What was modernism? Well, ‘Make it new!’ was the modernist’s cry. From around a hundred years ago onward, Modernists demanded a revolution in art, in response to the rapidly changing world of the early Twentieth Century. Think of Cubism, Surrealism and Dada in art; T.S. Eliot, James Joyce and Virginia Woolf in literature. They all looked to overturn what had become a cosy notion of what art and literature should look like. So, they embraced the new: while, at the same time, often searching the past for inspiration and roots, as if looking for an anchor to hold them safe in a scary new world of newspapers, processed meat and mass democracy. Modernism would also be a response to the horrors of the First World War and the technologies and culture that created it. Understanding this makes Jones an interesting figure in early twentieth century poetry.

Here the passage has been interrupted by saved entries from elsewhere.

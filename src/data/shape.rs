use crate::data::{Color, LineStyle, Path2D, Rect};
use cgmath::Vector2;
use std::ops::RangeInclusive;

/// Line widths accepted by [Shape::set_line_width].
pub const LINE_WIDTH_RANGE: RangeInclusive<f64> = 1.0..=10.0;

/// Default line width for new shapes.
pub const DEFAULT_LINE_WIDTH: f64 = 2.;

/// Shape kinds.
#[derive(Debug, Clone, Copy, PartialEq, Eq, Hash)]
pub enum ShapeKind {
    Triangle,
    Rectangle,
    Oval,
}

impl ShapeKind {
    /// All shape kinds.
    pub const ALL: [ShapeKind; 3] = [ShapeKind::Triangle, ShapeKind::Rectangle, ShapeKind::Oval];

    /// Returns the numeric tag used by command surfaces to name this kind.
    pub fn tag(self) -> isize {
        match self {
            ShapeKind::Triangle => 101,
            ShapeKind::Rectangle => 102,
            ShapeKind::Oval => 103,
        }
    }

    /// Looks up a kind by its tag.
    pub fn from_tag(tag: isize) -> Option<ShapeKind> {
        ShapeKind::ALL.iter().cloned().find(|kind| kind.tag() == tag)
    }

    /// Creates the outline for a shape of this kind.
    fn outline(self, position: Vector2<f64>, size: Vector2<f64>, frame: &Rect) -> Path2D {
        match self {
            ShapeKind::Triangle => {
                let half = size / 2.;
                Path2D::polygon(&[
                    Vector2::new(position.x - half.x, position.y - half.y),
                    Vector2::new(position.x + half.x, position.y - half.y),
                    Vector2::new(position.x, position.y + half.y),
                ])
            }
            ShapeKind::Rectangle => Path2D::rect(frame),
            ShapeKind::Oval => Path2D::ellipse(frame),
        }
    }
}

impl Default for ShapeKind {
    fn default() -> ShapeKind {
        ShapeKind::Triangle
    }
}

/// A 2D shape with position, size and visual style.
///
/// The outline is derived from the geometry and kept up to date by the geometry setters, so it is
/// never stale when read.
#[derive(Debug, Clone, PartialEq)]
pub struct Shape {
    kind: ShapeKind,
    position: Vector2<f64>,
    size: Vector2<f64>,
    fill: Option<Color>,
    stroke: Option<Color>,
    line_width: f64,
    line_style: LineStyle,
    opacity: f64,
    outline: Path2D,
}

impl Shape {
    /// Creates a new shape centered at `position` with default style: red fill, black stroke,
    /// line width 2, solid, opaque.
    pub fn new(kind: ShapeKind, position: Vector2<f64>, size: Vector2<f64>) -> Shape {
        let mut shape = Shape {
            kind,
            position,
            size,
            fill: Some(Color::RED),
            stroke: Some(Color::BLACK),
            line_width: DEFAULT_LINE_WIDTH,
            line_style: LineStyle::solid(),
            opacity: 1.,
            outline: Path2D::new(),
        };
        shape.invalidate_outline();
        shape
    }

    fn invalidate_outline(&mut self) {
        let frame = self.frame();
        self.outline = self.kind.outline(self.position, self.size, &frame);
    }

    pub fn kind(&self) -> ShapeKind {
        self.kind
    }

    /// The center point.
    pub fn position(&self) -> Vector2<f64> {
        self.position
    }

    pub fn size(&self) -> Vector2<f64> {
        self.size
    }

    pub fn fill(&self) -> Option<Color> {
        self.fill
    }

    pub fn stroke(&self) -> Option<Color> {
        self.stroke
    }

    pub fn line_width(&self) -> f64 {
        self.line_width
    }

    pub fn line_style(&self) -> LineStyle {
        self.line_style
    }

    pub fn opacity(&self) -> f64 {
        self.opacity
    }

    /// Returns the outline path.
    pub fn outline(&self) -> &Path2D {
        &self.outline
    }

    /// Returns the bounding frame: the geometry rect grown by half the line width on each side.
    pub fn frame(&self) -> Rect {
        Rect::from_center(self.position, self.size).outset(self.line_width / 2.)
    }

    /// True if the shape has no area to hit, or its frame is out of f32 range.
    pub fn is_degenerate(&self) -> bool {
        let frame = self.frame();
        let fits = |x: f64, y: f64| (x as f32).is_finite() && (y as f32).is_finite();
        !(self.size.x > 0. && self.size.y > 0.)
            || !fits(frame.min_x(), frame.min_y())
            || !fits(frame.max_x(), frame.max_y())
    }

    /// Returns true if the point lies within the outline.
    pub fn contains_point(&self, point: Vector2<f64>) -> bool {
        if self.is_degenerate() || !self.frame().contains(point) {
            return false;
        }
        self.outline.contains(point)
    }

    pub fn set_position(&mut self, position: Vector2<f64>) {
        self.position = position;
        self.invalidate_outline();
    }

    /// Moves the shape by an offset.
    pub fn translate(&mut self, offset: Vector2<f64>) {
        self.set_position(self.position + offset);
    }

    pub fn set_size(&mut self, size: Vector2<f64>) {
        self.size = size;
        self.invalidate_outline();
    }

    pub fn set_fill(&mut self, fill: Option<Color>) {
        self.fill = fill;
    }

    pub fn set_stroke(&mut self, stroke: Option<Color>) {
        self.stroke = stroke;
    }

    /// Sets the line width, clamped to [LINE_WIDTH_RANGE]. Non-finite values are ignored.
    pub fn set_line_width(&mut self, line_width: f64) {
        if !line_width.is_finite() {
            return;
        }
        self.line_width = line_width
            .max(*LINE_WIDTH_RANGE.start())
            .min(*LINE_WIDTH_RANGE.end());
        // rect and oval outlines follow the frame
        self.invalidate_outline();
    }

    pub fn set_line_style(&mut self, line_style: LineStyle) {
        self.line_style = line_style;
    }

    /// Sets the opacity, clamped to [0, 1]. Non-finite values are ignored.
    pub fn set_opacity(&mut self, opacity: f64) {
        if !opacity.is_finite() {
            return;
        }
        self.opacity = opacity.max(0.).min(1.);
    }

    /// Returns the stroke dash pattern for the current line style and width.
    pub fn dash_pattern(&self) -> Vec<f64> {
        self.line_style.dash_pattern(self.line_width)
    }
}

#[test]
fn frame_follows_geometry() {
    let mut shape = Shape::new(
        ShapeKind::Rectangle,
        Vector2::new(50., 50.),
        Vector2::new(100., 100.),
    );
    assert_eq!(shape.frame().origin, Vector2::new(-1., -1.));
    assert_eq!(shape.frame().size, Vector2::new(102., 102.));

    shape.set_position(Vector2::new(10., 20.));
    shape.set_size(Vector2::new(40., 60.));
    shape.set_line_width(4.);
    assert_eq!(shape.frame().origin, Vector2::new(-12., -12.));
    assert_eq!(shape.frame().size, Vector2::new(44., 64.));
    assert_eq!(shape.outline().control_bounds(), Some(shape.frame()));

    shape.translate(Vector2::new(5., -5.));
    assert_eq!(shape.frame().origin, Vector2::new(-7., -17.));
    assert_eq!(shape.outline().control_bounds(), Some(shape.frame()));
}

#[test]
fn triangle_outline() {
    let mut shape = Shape::new(
        ShapeKind::Triangle,
        Vector2::new(50., 50.),
        Vector2::new(100., 100.),
    );
    assert_eq!(
        shape.outline().commands()[..3],
        [
            crate::data::Path2DCmd::JumpTo(Vector2::new(0., 0.)),
            crate::data::Path2DCmd::LineTo(Vector2::new(100., 0.)),
            crate::data::Path2DCmd::LineTo(Vector2::new(50., 100.)),
        ]
    );
    assert!(shape.contains_point(Vector2::new(50., 50.)));
    // inside the frame but outside the slanted edges
    assert!(!shape.contains_point(Vector2::new(5., 95.)));

    shape.set_position(Vector2::new(250., 50.));
    assert!(!shape.contains_point(Vector2::new(50., 50.)));
    assert!(shape.contains_point(Vector2::new(250., 50.)));
}

#[test]
fn oval_hit_test_is_precise() {
    let shape = Shape::new(ShapeKind::Oval, Vector2::new(0., 0.), Vector2::new(100., 100.));
    assert!(shape.contains_point(Vector2::new(0., 0.)));
    assert!(shape.frame().contains(Vector2::new(48., 48.)));
    assert!(!shape.contains_point(Vector2::new(48., 48.)));
}

#[test]
fn zero_size_never_hits() {
    for &kind in &ShapeKind::ALL {
        let shape = Shape::new(kind, Vector2::new(10., 10.), Vector2::new(0., 0.));
        assert!(!shape.contains_point(Vector2::new(10., 10.)));
    }
}

#[test]
fn out_of_range_geometry_never_hits() {
    for &kind in &ShapeKind::ALL {
        let huge = Shape::new(kind, Vector2::new(0., 0.), Vector2::new(1e39, 1e39));
        assert!(huge.is_degenerate());
        assert!(!huge.contains_point(Vector2::new(0., 0.)));

        let far = Shape::new(kind, Vector2::new(1e39, 0.), Vector2::new(10., 10.));
        assert!(far.is_degenerate());
        assert!(!far.contains_point(Vector2::new(1e39, 0.)));

        let nan = Shape::new(kind, Vector2::new(std::f64::NAN, 0.), Vector2::new(10., 10.));
        assert!(nan.is_degenerate());
    }
}

#[test]
fn style_clamping() {
    let mut shape = Shape::new(ShapeKind::Oval, Vector2::new(0., 0.), Vector2::new(10., 10.));
    assert_eq!(shape.fill(), Some(Color::RED));
    assert_eq!(shape.stroke(), Some(Color::BLACK));
    assert_eq!(shape.line_width(), 2.);
    assert_eq!(shape.opacity(), 1.);

    shape.set_opacity(1.5);
    assert_eq!(shape.opacity(), 1.);
    shape.set_opacity(-0.5);
    assert_eq!(shape.opacity(), 0.);
    shape.set_opacity(std::f64::NAN);
    assert_eq!(shape.opacity(), 0.);

    shape.set_line_width(40.);
    assert_eq!(shape.line_width(), 10.);
    shape.set_line_width(0.);
    assert_eq!(shape.line_width(), 1.);

    shape.set_line_style(LineStyle::get(2).unwrap());
    shape.set_line_width(3.);
    assert_eq!(shape.dash_pattern(), vec![12., 12.]);
}

#[test]
fn kind_tags() {
    for &kind in &ShapeKind::ALL {
        assert_eq!(ShapeKind::from_tag(kind.tag()), Some(kind));
    }
    assert_eq!(ShapeKind::from_tag(7), None);
}
//! The canvas scene: ordered shapes, selection and change notification.

mod canvas;
mod draw;
mod edit;

pub use self::canvas::*;
pub use self::draw::*;
pub use self::edit::*;
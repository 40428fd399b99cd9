//! Data types and definitions.

mod color;
mod line_style;
mod path;
mod rect;
mod shape;

pub use self::color::*;
pub use self::line_style::*;
pub use self::path::*;
pub use self::rect::*;
pub use self::shape::*;
impl Canvas {
    /// Creates a new empty canvas with default settings.
    pub fn new() -> Canvas {
        Canvas::with_settings(CanvasSettings::default())
    }

    /// Creates a new empty canvas.
    pub fn with_settings(settings: CanvasSettings) -> Canvas {
        Canvas {
            settings,
            shapes: FnvHashMap::default(),
            order: Vec::new(),
            selection: None,
            next_shape: 1,
            next_observer: 1,
            halo_phase: 0.,
            observers: BSMap::new(),
        }
    }

    pub fn settings(&self) -> &CanvasSettings {
        &self.settings
    }

    /// Registers an observer. Observers are called in registration order.
    ///
    /// Ids are never reused, so a stale id can’t remove a later observer.
    pub fn observe<F: FnMut(&CanvasEvent) + 'static>(&mut self, observer: F) -> ObserverId {
        let id = ObserverId(self.next_observer);
        self.next_observer += 1;
        self.observers.insert(id, Box::new(observer));
        id
    }

    /// Removes an observer. Returns false if it wasn’t registered.
    pub fn unobserve(&mut self, id: ObserverId) -> bool {
        self.observers.remove(&id).is_some()
    }

    pub(super) fn notify(&mut self, event: CanvasEvent) {
        trace!(target: "easel", "{:?}", event);
        for (_, observer) in self.observers.iter_mut() {
            observer(&event);
        }
    }

    /// Returns the number of shapes.
    pub fn len(&self) -> usize {
        self.order.len()
    }

    pub fn is_empty(&self) -> bool {
        self.order.is_empty()
    }

    /// Returns true if the shape is on this canvas.
    pub fn contains(&self, shape: ShapeRef) -> bool {
        self.shapes.contains_key(&shape)
    }

    /// Returns a reference to a shape.
    pub fn shape(&self, shape: ShapeRef) -> Option<&Shape> {
        self.shapes.get(&shape)
    }

    pub(super) fn shape_mut(&mut self, shape: ShapeRef) -> Option<&mut Shape> {
        self.shapes.get_mut(&shape)
    }

    /// Returns the paint order, back to front.
    pub fn order(&self) -> &[ShapeRef] {
        &self.order
    }

    /// Iterates over all shapes back to front.
    pub fn shapes(&self) -> impl Iterator<Item = (ShapeRef, &Shape)> {
        let shapes = &self.shapes;
        self.order
            .iter()
            .filter_map(move |r| shapes.get(r).map(|shape| (*r, shape)))
    }

    /// Returns the selected shape reference.
    pub fn selection(&self) -> Option<ShapeRef> {
        self.selection
    }

    /// Returns the selected shape.
    pub fn selected_shape(&self) -> Option<&Shape> {
        self.selection.and_then(|r| self.shapes.get(&r))
    }

    /// Returns the region covered by a shape and its selection halo.
    pub fn damage_rect(&self, shape: ShapeRef) -> Option<Rect> {
        self.shape(shape)
            .map(|shape| shape.frame().outset(self.settings.damage_margin))
    }

    /// Creates a new shape with default style, puts it in front and selects it.
    pub fn add_shape(
        &mut self,
        kind: ShapeKind,
        position: Vector2<f64>,
        size: Vector2<f64>,
    ) -> ShapeRef {
        self.insert_shape(Shape::new(kind, position, size))
    }

    /// Puts a shape in front and selects it.
    pub fn insert_shape(&mut self, shape: Shape) -> ShapeRef {
        let shape_ref = ShapeRef(self.next_shape);
        self.next_shape += 1;

        debug!(target: "easel", "adding {:?} {:?}", shape.kind(), shape_ref);
        self.shapes.insert(shape_ref, shape);
        self.order.push(shape_ref);
        self.notify(CanvasEvent::ShapeAdded(shape_ref));
        self.replace_selection(Some(shape_ref));
        shape_ref
    }

    /// Removes a shape and returns it. If it was selected, the selection is cleared.
    ///
    /// Removing a shape that isn’t on the canvas does nothing.
    pub fn remove_shape(&mut self, shape_ref: ShapeRef) -> Option<Shape> {
        let index = self.order.iter().position(|r| *r == shape_ref)?;
        let damage = self.damage_rect(shape_ref);

        self.order.remove(index);
        let shape = self.shapes.remove(&shape_ref);
        let was_selected = self.selection == Some(shape_ref);
        if was_selected {
            self.selection = None;
        }

        debug!(target: "easel", "removed {:?}", shape_ref);
        if let Some(damage) = damage {
            self.notify(CanvasEvent::Invalidate(damage));
        }
        if was_selected {
            self.notify(CanvasEvent::SelectionChanged(None));
        }
        self.notify(CanvasEvent::ShapeRemoved(shape_ref));
        shape
    }

    /// Sets the selection.
    ///
    /// Selecting a shape that isn’t on the canvas is rejected.
    pub fn set_selection(&mut self, selection: Option<ShapeRef>) -> CanvasResult<()> {
        if let Some(shape) = selection {
            if !self.contains(shape) {
                debug!(target: "easel", "cannot select {:?}: not on canvas", shape);
                return Err(CanvasError::UnknownShape(shape));
            }
        }
        self.replace_selection(selection);
        Ok(())
    }

    fn replace_selection(&mut self, selection: Option<ShapeRef>) {
        if self.selection == selection {
            return;
        }
        let old_damage = self.selection.and_then(|r| self.damage_rect(r));
        self.selection = selection;
        let new_damage = selection.and_then(|r| self.damage_rect(r));

        let damage = match (old_damage, new_damage) {
            (Some(a), Some(b)) => Some(a.union(&b)),
            (a, b) => a.or(b),
        };
        if let Some(damage) = damage {
            self.notify(CanvasEvent::Invalidate(damage));
        }
        self.notify(CanvasEvent::SelectionChanged(selection));
    }

    /// Returns the frontmost shape whose outline contains the point.
    pub fn shape_at(&self, point: Vector2<f64>) -> Option<ShapeRef> {
        self.order
            .iter()
            .rev()
            .find(|r| {
                self.shapes
                    .get(*r)
                    .map_or(false, |shape| shape.contains_point(point))
            })
            .cloned()
    }

    /// Selects the frontmost shape at the point, or clears the selection if there is none.
    pub fn select_at(&mut self, point: Vector2<f64>) -> Option<ShapeRef> {
        let hit = self.shape_at(point);
        self.replace_selection(hit);
        hit
    }

    /// Returns a handle for editing a shape’s attributes with change notification.
    pub fn edit(&mut self, shape: ShapeRef) -> Option<ShapeEdit> {
        if self.contains(shape) {
            Some(ShapeEdit::new(self, shape))
        } else {
            None
        }
    }

    /// Moves the selection by an offset.
    pub fn translate_selection(&mut self, offset: Vector2<f64>) -> CanvasResult<()> {
        let selection = self.selection.ok_or(CanvasError::NoSelection)?;
        if let Some(mut edit) = self.edit(selection) {
            edit.translate(offset);
        }
        Ok(())
    }

    /// Changes a shape’s position in the paint order.
    pub fn reorder(&mut self, shape: ShapeRef, action: ReorderAction) -> CanvasResult<()> {
        let index = self
            .order
            .iter()
            .position(|r| *r == shape)
            .ok_or(CanvasError::UnknownShape(shape))?;
        let last = self.order.len() - 1;

        match action {
            ReorderAction::BringToFront | ReorderAction::BringForward if index == last => {
                debug!(target: "easel", "{:?} is already frontmost", shape);
                return Err(CanvasError::AlreadyFrontmost);
            }
            ReorderAction::SendToBack | ReorderAction::SendBackward if index == 0 => {
                debug!(target: "easel", "{:?} is already backmost", shape);
                return Err(CanvasError::AlreadyBackmost);
            }
            ReorderAction::BringToFront => {
                self.order.remove(index);
                self.order.push(shape);
            }
            ReorderAction::BringForward => self.order.swap(index, index + 1),
            ReorderAction::SendBackward => self.order.swap(index, index - 1),
            ReorderAction::SendToBack => {
                self.order.remove(index);
                self.order.insert(0, shape);
            }
        }

        debug!(target: "easel", "{}: {:?}", action.label(), shape);
        if let Some(damage) = self.damage_rect(shape) {
            self.notify(CanvasEvent::Invalidate(damage));
        }
        self.notify(CanvasEvent::OrderChanged);
        Ok(())
    }

    /// Moves a shape to the front.
    pub fn bring_to_front(&mut self, shape: ShapeRef) -> CanvasResult<()> {
        self.reorder(shape, ReorderAction::BringToFront)
    }

    /// Moves a shape one step toward the front.
    pub fn bring_forward(&mut self, shape: ShapeRef) -> CanvasResult<()> {
        self.reorder(shape, ReorderAction::BringForward)
    }

    /// Moves a shape one step toward the back.
    pub fn send_backward(&mut self, shape: ShapeRef) -> CanvasResult<()> {
        self.reorder(shape, ReorderAction::SendBackward)
    }

    /// Moves a shape to the back.
    pub fn send_to_back(&mut self, shape: ShapeRef) -> CanvasResult<()> {
        self.reorder(shape, ReorderAction::SendToBack)
    }

    /// Reorders the selected shape.
    pub fn reorder_selection(&mut self, action: ReorderAction) -> CanvasResult<()> {
        let selection = self.selection.ok_or(CanvasError::NoSelection)?;
        self.reorder(selection, action)
    }

    /// The current selection halo dash phase.
    pub fn halo_phase(&self) -> f64 {
        self.halo_phase
    }

    /// Advances the selection halo animation by one tick. Returns false once there is no
    /// selection to animate.
    pub fn tick_halo(&mut self) -> bool {
        let selection = match self.selection {
            Some(selection) => selection,
            None => return false,
        };
        self.halo_phase += self.settings.halo_phase_step;
        if let Some(damage) = self.damage_rect(selection) {
            self.notify(CanvasEvent::Invalidate(damage));
        }
        true
    }
}
//! Minute-keyed visibility cache.
//!
//! Tables are refreshed far more often than their HH:MM content changes.
//! Entries are keyed by site, target, horizon model, time corrections and the
//! reference instant truncated to the minute; a cached result is the one
//! computed at the start of that minute. When an event of that result has
//! already passed at the actual reference, the result is recomputed at the
//! exact reference and not stored.

use std::collections::HashMap;
use std::sync::Arc;

use log::debug;
use parking_lot::RwLock;

use crate::error::AstroResult;
use crate::models::{EquatorialPosition, ObjectVisibility, ObserverFrame, TimeInstant};

use super::visibility::VisibilityEngine;

/// Entries kept before the cache is flushed.
pub const DEFAULT_CAPACITY: usize = 4_096;

#[derive(Debug, Clone, Copy, PartialEq, Eq, Hash)]
struct CacheKey {
    site: [u64; 3],
    polar_motion: [u64; 2],
    target: [u64; 2],
    engine: (crate::core::RefractionModel, u64),
    corrections: [u64; 2],
    minute: i64,
}

impl CacheKey {
    fn new(engine: &VisibilityEngine, frame: &ObserverFrame, target: &EquatorialPosition) -> Self {
        let location = frame.location();
        let corrections = frame.instant().corrections();
        let polar = frame.polar_motion();
        Self {
            site: [
                location.latitude().value().to_bits(),
                location.longitude().value().to_bits(),
                location.elevation().value().to_bits(),
            ],
            polar_motion: [polar.x_mas.to_bits(), polar.y_mas.to_bits()],
            target: [target.ra_hours().to_bits(), target.dec_degrees().to_bits()],
            engine: (engine.refraction, engine.horizon_altitude_deg.to_bits()),
            corrections: [corrections.leap_seconds.to_bits(), corrections.dut1.to_bits()],
            minute: frame.instant().utc().timestamp().div_euclid(60),
        }
    }
}

/// Shared cache of visibility results. Clones share the same storage.
#[derive(Clone)]
pub struct VisibilityCache {
    entries: Arc<RwLock<HashMap<CacheKey, ObjectVisibility>>>,
    capacity: usize,
}

impl VisibilityCache {
    pub fn new() -> Self {
        Self::with_capacity(DEFAULT_CAPACITY)
    }

    pub fn with_capacity(capacity: usize) -> Self {
        Self {
            entries: Arc::new(RwLock::new(HashMap::new())),
            capacity: capacity.max(1),
        }
    }

    /// Cached result for this minute, computing and storing it on a miss.
    pub fn get_or_compute(
        &self,
        engine: &VisibilityEngine,
        frame: &ObserverFrame,
        target: &EquatorialPosition,
    ) -> AstroResult<ObjectVisibility> {
        let key = CacheKey::new(engine, frame, target);
        let hit = self.entries.read().get(&key).copied();
        let minute_result = match hit {
            Some(hit) => hit,
            None => {
                let minute_frame = frame.at(frame.instant().truncated_to_minute());
                let computed = engine.compute_visibility(&minute_frame, target)?;
                self.insert(key, computed);
                computed
            }
        };

        if has_passed_event(&minute_result, frame.instant()) {
            debug!("cached event already passed at {}, recomputing", frame.instant().utc());
            return engine.compute_visibility(frame, target);
        }
        Ok(minute_result)
    }

    fn insert(&self, key: CacheKey, value: ObjectVisibility) {
        let mut entries = self.entries.write();
        if entries.len() >= self.capacity {
            debug!("visibility cache full ({} entries), flushing", entries.len());
            entries.clear();
        }
        entries.insert(key, value);
    }

    pub fn len(&self) -> usize {
        self.entries.read().len()
    }

    pub fn is_empty(&self) -> bool {
        self.entries.read().is_empty()
    }

    pub fn clear(&self) {
        self.entries.write().clear();
    }
}

/// Any event at or before `reference`.
fn has_passed_event(visibility: &ObjectVisibility, reference: &TimeInstant) -> bool {
    let reference = reference.utc();
    [Some(visibility.transit), visibility.rise(), visibility.set()]
        .into_iter()
        .flatten()
        .any(|event| event.utc() <= reference)
}

impl Default for VisibilityCache {
    fn default() -> Self {
        Self::new()
    }
}

#[cfg(test)]
mod tests {
    use super::*;
    use crate::models::{GeodeticLocation, TimeInstant};
    use crate::time::TimeCorrections;
    use chrono::{Duration, TimeZone, Utc};

    fn frame(h: u32, m: u32, s: u32) -> ObserverFrame {
        ObserverFrame::new(
            GeodeticLocation::at_default_elevation(50.7374, 7.0982).unwrap(),
            TimeInstant::new(
                Utc.with_ymd_and_hms(2024, 11, 2, h, m, s).unwrap(),
                TimeCorrections::default(),
            ),
        )
    }

    #[test]
    fn test_same_minute_hits() {
        let cache = VisibilityCache::new();
        let engine = VisibilityEngine::default();
        let target = EquatorialPosition::new(5.5, 45.0).unwrap();

        let a = cache.get_or_compute(&engine, &frame(20, 15, 3), &target).unwrap();
        let b = cache.get_or_compute(&engine, &frame(20, 15, 58), &target).unwrap();
        assert_eq!(a, b);
        assert_eq!(cache.len(), 1);

        cache.get_or_compute(&engine, &frame(20, 16, 0), &target).unwrap();
        assert_eq!(cache.len(), 2);
    }

    #[test]
    fn test_matches_uncached_result_at_minute_start() {
        let cache = VisibilityCache::new();
        let engine = VisibilityEngine::default();
        let target = EquatorialPosition::new(20.69, 45.28).unwrap();
        let cached = cache.get_or_compute(&engine, &frame(1, 2, 40), &target).unwrap();
        let direct = engine.compute_visibility(&frame(1, 2, 0), &target).unwrap();
        assert_eq!(cached, direct);
    }

    #[test]
    fn test_event_inside_the_minute_is_not_served_after_it_passed() {
        let cache = VisibilityCache::new();
        let engine = VisibilityEngine::default();
        let target = EquatorialPosition::new(20.69, 45.28).unwrap();
        let transit = engine
            .compute_visibility(&frame(1, 0, 0), &target)
            .unwrap()
            .transit;

        // fill the entry for the transit's minute, then ask one second later
        let minute_start = frame(1, 0, 0).at(transit.truncated_to_minute());
        cache.get_or_compute(&engine, &minute_start, &target).unwrap();
        let reference = frame(1, 0, 0).at(TimeInstant::new(
            transit.utc() + Duration::seconds(1),
            TimeCorrections::default(),
        ));
        let cached = cache.get_or_compute(&engine, &reference, &target).unwrap();
        let direct = engine.compute_visibility(&reference, &target).unwrap();

        assert!(cached.transit.utc() > reference.instant().utc());
        assert!(cached.transit.utc() - transit.utc() > Duration::hours(23));
        for event in [cached.rise(), cached.set()].into_iter().flatten() {
            assert!(event.utc() > reference.instant().utc());
        }
        if reference.instant().truncated_to_minute() == *minute_start.instant() {
            assert_eq!(cached, direct);
        }
    }

    #[test]
    fn test_engine_settings_are_part_of_the_key() {
        let cache = VisibilityCache::new();
        let target = EquatorialPosition::new(5.5, 10.0).unwrap();
        let f = frame(12, 0, 0);
        let a = cache
            .get_or_compute(&VisibilityEngine::default(), &f, &target)
            .unwrap();
        let b = cache
            .get_or_compute(
                &VisibilityEngine::new(crate::core::RefractionModel::None, 0.0),
                &f,
                &target,
            )
            .unwrap();
        assert_ne!(a.rise(), b.rise());
        assert_eq!(cache.len(), 2);
    }

    #[test]
    fn test_capacity_flush() {
        let cache = VisibilityCache::with_capacity(2);
        let engine = VisibilityEngine::default();
        let f = frame(12, 0, 0);
        for ra in [1.0, 2.0, 3.0] {
            let target = EquatorialPosition::new(ra, 0.0).unwrap();
            cache.get_or_compute(&engine, &f, &target).unwrap();
        }
        assert_eq!(cache.len(), 1);
        cache.clear();
        assert!(cache.is_empty());
    }
}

Jones looked to write about his own wartime exeriences in a new way. ‘In Parenthesis’ is the remarkable result: and it remains a novel that is, remarkably, truly novel, or new. As with all experimenters in art, Jones divides critics: Paul Fussell, for example, doesn’t think much of him, while Jon Stallworthy thinks him excellent. We’ll get to study Jones in good time on ‘Move Him Into The Sun’, as we make our way through Stallworthy’s anthology– but enough here to have an introduction to the man and his art, courtesy of the Beeb. Enjoy.

The First World War From Above

The moaning in my last entry was, it seems, premature. Last night the Beeb showed a new documentary on the First World War: ‘The First World War From Above’. I haven’t had the chance to see it yet, but it’s here on iPlayer, and is narrated by Fergal Keane, who is an excellent journalist. As a documentary it should be worth watching.

That sounds a little grudging, perhaps. OK, to come straight to the point: the big idea behind the documentary (why do all documentaries need a ‘big idea’ today? Why do all cookery programs need a ‘mission’?) annoys me a little. The documentary is about showing the war as it was seen from the skies– from Zeppelins, observation balloons and aircraft. This should indeed give us some interesting pictures of World War One– looking at things literally from a different angle, after all– but however novel the perspective, I wonder if the basic idea isn’t really quite trivial.

Let’s hope ‘The First World War From Above’ turns out to be a little more informative and useful than all those ‘Second World War in Colour’ docs. I’ll write my verdict in the Comments section– perhaps I’m just being an old misery! Give your verdict there too.